Johnson’s remaining fans had spread themselves out across the chamber. Joy Morrissey, who used to sit behind him nodding furiously, was on the back row. Presumably the goal was to give the impression that he enjoyed support across the party. It seems a bit late for that, but it’s certainly the case that, having decided to get rid of the prime minister, Tory MPs now wanted us to know what a great chap he was. 

Keir Starmer was full of helpful suggestions. If Johnson wanted to get revenge on his colleagues, he said, he could end the non-dom tax dodge enjoyed by leadership candidates and their wives. 

Johnson swerved that with a joke of his own, that he was pleased to be leaving his job at a moment when vacancies were at an all-time high. Perhaps he’s going to try to become a teaching assistant, though the background check could be a problem.

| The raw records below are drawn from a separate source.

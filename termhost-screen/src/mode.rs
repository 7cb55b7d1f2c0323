/// `CSI ? Pm h/l` private mode numbers this screen understands.
///
/// Numbers not listed here are accepted (the set/reset CSI still dispatches
/// cleanly) but have no observable effect on the grid.
pub mod private {
    pub const CURSOR_KEYS: i64 = 1;
    pub const COLUMN_132: i64 = 3;
    pub const ORIGIN: i64 = 6;
    pub const AUTOWRAP: i64 = 7;
    pub const SHOW_CURSOR: i64 = 25;
    pub const ALT_SCREEN_47: i64 = 47;
    pub const BRACKETED_PASTE: i64 = 2004;
    pub const FOCUS_EVENTS: i64 = 1004;
    pub const ALT_SCREEN_SAVE_1047: i64 = 1047;
    pub const ALT_SCREEN_SAVE_CURSOR_1048: i64 = 1048;
    pub const ALT_SCREEN_SAVE_CURSOR_1049: i64 = 1049;
    pub const SYNC_UPDATE: i64 = 2026;
}

/// Shape requested via `CSI Ps SP q` (DECSCUSR).
#[derive(Clone, Copy, PartialEq, Eq, Debug)]
pub enum CursorStyle {
    BlinkingBlock,
    SteadyBlock,
    BlinkingUnderline,
    SteadyUnderline,
    BlinkingBar,
    SteadyBar,
}

impl CursorStyle {
    #[must_use]
    pub fn from_param(p: i64) -> Option<CursorStyle> {
        use CursorStyle::*;
        match p {
            0 | 1 => Some(BlinkingBlock),
            2 => Some(SteadyBlock),
            3 => Some(BlinkingUnderline),
            4 => Some(SteadyUnderline),
            5 => Some(BlinkingBar),
            6 => Some(SteadyBar),
            _ => None,
        }
    }
}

Starmer noted the prime minister’s evasion on tax policy. “Cut him some slack: faced with an uncertain future and a mortgage-sized decorator’s bill for what will soon be somebody else’s flat, I’m not surprised the prime minister is careful not to upset any future employers.”

Johnson fired back that any of the eight “brilliant” candidates to succeed him would “wipe the floor with Captain Crasheroony Snoozefest.” The Tory benches greeted this as though it had been crafted by Noel Coward and delivered by Peter Kay. They cheered and stamped their feet. The Speaker had to calm them down. 

It was vintage Johnson

It was indeed vintage Johnson. He scratched his arse, he ignored questions and threw out familiar promises as though his former colleagues hadn’t spent all week trashing his record. And then he had a final moment of theatre for us. 

“It is possible that this will be our last confrontation,” he told Starmer. “It is possible.” He explained that the Tories might have chosen a leader “by acclamation” by next week, but no one thinks that is likely. It seems more likely — it seemed ever likelier as he adopted a more and more valedictory tone — that he plans to skip next week’s session, presumably with an unavoidable trip to some more interesting foreign part. His office denied this later, but we all know how much that’s worth.

“It is perfectly true that I leave not at a time of my choosing,” Johnson said. “But I am proud of the fantastic teamwork that has been involved in all of those projects, both nationally and internationally. I am also proud of the leadership that I have given. I will be leaving, soon, with my head held high.”

Head held high and, I am pleased to report, hand deep down the back of his trousers.